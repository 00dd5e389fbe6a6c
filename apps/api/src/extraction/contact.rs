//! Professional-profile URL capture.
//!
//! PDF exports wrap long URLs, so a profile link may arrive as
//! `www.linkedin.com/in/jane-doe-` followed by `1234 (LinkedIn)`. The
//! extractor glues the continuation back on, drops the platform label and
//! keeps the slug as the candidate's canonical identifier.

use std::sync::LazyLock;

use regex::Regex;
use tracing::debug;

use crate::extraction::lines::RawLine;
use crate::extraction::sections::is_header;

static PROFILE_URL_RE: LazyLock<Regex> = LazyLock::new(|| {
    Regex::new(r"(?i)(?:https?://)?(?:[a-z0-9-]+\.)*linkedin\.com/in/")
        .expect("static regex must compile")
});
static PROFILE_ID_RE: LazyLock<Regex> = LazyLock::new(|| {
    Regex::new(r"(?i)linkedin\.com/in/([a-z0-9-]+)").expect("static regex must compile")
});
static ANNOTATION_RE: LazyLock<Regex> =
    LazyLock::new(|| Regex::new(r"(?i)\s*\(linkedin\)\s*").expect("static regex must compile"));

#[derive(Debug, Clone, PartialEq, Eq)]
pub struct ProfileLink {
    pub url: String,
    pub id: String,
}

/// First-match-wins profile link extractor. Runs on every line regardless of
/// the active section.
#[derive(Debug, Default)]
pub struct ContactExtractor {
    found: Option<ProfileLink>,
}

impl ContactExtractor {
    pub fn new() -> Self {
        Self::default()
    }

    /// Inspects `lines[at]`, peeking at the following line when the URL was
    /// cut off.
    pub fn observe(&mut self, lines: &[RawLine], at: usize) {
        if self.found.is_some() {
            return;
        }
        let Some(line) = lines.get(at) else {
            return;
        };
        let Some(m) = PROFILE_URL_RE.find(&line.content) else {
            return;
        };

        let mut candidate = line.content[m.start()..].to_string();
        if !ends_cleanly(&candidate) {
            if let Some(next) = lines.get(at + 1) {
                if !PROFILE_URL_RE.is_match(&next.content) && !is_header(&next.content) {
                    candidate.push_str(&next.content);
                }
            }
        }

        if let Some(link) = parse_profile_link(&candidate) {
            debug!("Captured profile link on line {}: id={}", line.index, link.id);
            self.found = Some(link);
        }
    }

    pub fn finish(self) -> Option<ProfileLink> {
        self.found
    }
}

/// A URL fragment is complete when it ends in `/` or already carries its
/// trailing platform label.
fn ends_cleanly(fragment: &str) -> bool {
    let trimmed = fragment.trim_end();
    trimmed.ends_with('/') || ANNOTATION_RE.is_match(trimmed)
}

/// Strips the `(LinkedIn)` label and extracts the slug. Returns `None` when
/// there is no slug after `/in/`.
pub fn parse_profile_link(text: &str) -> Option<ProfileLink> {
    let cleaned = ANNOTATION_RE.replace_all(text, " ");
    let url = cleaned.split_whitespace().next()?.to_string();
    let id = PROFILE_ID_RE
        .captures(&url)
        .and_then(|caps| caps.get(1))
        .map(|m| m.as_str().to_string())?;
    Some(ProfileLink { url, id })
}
--
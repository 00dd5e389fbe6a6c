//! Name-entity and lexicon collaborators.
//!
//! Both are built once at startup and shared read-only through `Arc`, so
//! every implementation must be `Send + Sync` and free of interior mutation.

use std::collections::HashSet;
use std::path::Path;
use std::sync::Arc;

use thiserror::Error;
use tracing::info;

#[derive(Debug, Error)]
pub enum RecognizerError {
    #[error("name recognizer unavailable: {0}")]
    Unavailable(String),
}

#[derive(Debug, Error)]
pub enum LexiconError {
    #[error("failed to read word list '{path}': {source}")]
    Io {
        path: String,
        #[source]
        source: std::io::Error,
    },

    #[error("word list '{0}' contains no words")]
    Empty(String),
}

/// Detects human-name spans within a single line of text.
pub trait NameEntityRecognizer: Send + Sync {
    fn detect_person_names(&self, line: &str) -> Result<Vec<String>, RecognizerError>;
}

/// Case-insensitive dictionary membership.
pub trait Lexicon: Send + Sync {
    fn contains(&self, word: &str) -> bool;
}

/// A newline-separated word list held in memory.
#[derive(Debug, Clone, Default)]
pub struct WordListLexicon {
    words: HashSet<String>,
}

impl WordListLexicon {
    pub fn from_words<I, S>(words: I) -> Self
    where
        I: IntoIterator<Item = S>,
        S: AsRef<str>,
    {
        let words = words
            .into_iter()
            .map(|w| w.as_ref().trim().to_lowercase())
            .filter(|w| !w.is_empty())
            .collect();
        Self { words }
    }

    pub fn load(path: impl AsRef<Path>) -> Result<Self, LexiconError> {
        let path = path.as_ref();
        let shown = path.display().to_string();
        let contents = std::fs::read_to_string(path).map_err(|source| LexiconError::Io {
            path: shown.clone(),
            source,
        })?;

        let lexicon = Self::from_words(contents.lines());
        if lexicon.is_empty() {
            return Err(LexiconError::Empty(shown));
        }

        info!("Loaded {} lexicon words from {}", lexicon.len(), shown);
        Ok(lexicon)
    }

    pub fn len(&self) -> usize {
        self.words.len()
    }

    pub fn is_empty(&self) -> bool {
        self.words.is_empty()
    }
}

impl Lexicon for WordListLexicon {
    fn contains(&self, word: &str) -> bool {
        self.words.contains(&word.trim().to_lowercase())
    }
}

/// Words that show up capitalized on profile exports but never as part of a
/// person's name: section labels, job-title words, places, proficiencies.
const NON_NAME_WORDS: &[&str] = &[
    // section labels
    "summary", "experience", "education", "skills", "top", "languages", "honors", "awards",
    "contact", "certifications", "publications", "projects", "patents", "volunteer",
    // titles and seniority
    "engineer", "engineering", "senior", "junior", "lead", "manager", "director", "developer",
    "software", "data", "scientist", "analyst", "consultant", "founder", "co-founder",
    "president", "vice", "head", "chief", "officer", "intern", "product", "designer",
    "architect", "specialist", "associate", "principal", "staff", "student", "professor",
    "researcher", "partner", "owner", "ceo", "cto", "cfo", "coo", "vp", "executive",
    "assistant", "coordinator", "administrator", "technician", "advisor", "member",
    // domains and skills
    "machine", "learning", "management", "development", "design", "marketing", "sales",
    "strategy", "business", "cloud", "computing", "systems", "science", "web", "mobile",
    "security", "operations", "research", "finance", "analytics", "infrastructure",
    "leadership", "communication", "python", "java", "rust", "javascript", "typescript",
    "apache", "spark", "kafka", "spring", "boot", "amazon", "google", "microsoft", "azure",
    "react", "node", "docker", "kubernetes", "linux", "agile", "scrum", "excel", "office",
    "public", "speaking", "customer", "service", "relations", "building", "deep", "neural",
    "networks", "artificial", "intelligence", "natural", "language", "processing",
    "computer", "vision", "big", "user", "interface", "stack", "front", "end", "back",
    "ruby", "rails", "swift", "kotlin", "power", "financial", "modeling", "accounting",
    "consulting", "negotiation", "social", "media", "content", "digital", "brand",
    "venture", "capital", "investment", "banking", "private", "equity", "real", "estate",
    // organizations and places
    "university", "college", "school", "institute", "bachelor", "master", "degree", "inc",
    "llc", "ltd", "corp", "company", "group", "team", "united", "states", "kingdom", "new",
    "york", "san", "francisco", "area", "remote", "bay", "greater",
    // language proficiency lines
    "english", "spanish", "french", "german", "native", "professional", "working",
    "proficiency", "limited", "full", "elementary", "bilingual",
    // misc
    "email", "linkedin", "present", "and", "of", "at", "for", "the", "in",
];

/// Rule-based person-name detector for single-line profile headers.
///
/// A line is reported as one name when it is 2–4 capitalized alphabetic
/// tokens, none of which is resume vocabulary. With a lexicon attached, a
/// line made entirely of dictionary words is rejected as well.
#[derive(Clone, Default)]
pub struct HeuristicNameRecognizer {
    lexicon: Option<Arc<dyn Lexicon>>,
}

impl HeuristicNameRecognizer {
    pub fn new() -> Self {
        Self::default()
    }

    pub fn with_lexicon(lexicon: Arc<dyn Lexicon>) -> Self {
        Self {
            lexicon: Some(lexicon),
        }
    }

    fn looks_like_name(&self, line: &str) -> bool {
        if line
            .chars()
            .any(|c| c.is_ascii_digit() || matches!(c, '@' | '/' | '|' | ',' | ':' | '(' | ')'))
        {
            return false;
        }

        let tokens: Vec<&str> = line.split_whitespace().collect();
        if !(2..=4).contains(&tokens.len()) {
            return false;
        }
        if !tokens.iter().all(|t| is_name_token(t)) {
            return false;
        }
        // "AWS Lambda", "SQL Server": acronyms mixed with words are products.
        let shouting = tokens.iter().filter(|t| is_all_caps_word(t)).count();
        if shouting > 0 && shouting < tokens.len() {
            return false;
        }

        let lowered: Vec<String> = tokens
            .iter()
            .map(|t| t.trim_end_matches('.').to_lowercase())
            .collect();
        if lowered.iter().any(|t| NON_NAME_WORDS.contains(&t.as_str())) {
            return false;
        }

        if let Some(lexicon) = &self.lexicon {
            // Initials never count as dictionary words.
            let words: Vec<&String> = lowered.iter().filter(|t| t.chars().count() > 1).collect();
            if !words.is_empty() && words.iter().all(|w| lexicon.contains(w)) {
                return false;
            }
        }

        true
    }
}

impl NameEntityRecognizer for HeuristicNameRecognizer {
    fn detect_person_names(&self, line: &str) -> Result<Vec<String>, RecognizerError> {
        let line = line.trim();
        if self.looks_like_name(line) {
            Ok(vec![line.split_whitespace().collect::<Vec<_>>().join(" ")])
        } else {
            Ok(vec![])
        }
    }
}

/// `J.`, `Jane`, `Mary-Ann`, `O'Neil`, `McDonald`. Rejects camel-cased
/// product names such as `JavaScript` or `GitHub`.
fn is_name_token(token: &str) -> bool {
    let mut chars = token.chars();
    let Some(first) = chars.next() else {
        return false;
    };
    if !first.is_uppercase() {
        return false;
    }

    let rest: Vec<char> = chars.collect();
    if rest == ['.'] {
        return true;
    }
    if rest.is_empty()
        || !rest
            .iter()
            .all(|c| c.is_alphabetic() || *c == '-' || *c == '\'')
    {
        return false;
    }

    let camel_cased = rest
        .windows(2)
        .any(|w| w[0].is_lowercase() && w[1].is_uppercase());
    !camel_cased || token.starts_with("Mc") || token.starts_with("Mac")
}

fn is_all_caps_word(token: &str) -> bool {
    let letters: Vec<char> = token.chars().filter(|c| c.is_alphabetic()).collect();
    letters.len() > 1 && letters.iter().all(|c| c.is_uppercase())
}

What this task involves: Which lines above include "LazyLock"? Show each of them by copying it.

Answer box:
use std::sync::LazyLock;
static PROFILE_URL_RE: LazyLock<Regex> = LazyLock::new(|| {
static PROFILE_ID_RE: LazyLock<Regex> = LazyLock::new(|| {
static ANNOTATION_RE: LazyLock<Regex> =
    LazyLock::new(|| Regex::new(r"(?i)\s*\(linkedin\)\s*").expect("static regex must compile"));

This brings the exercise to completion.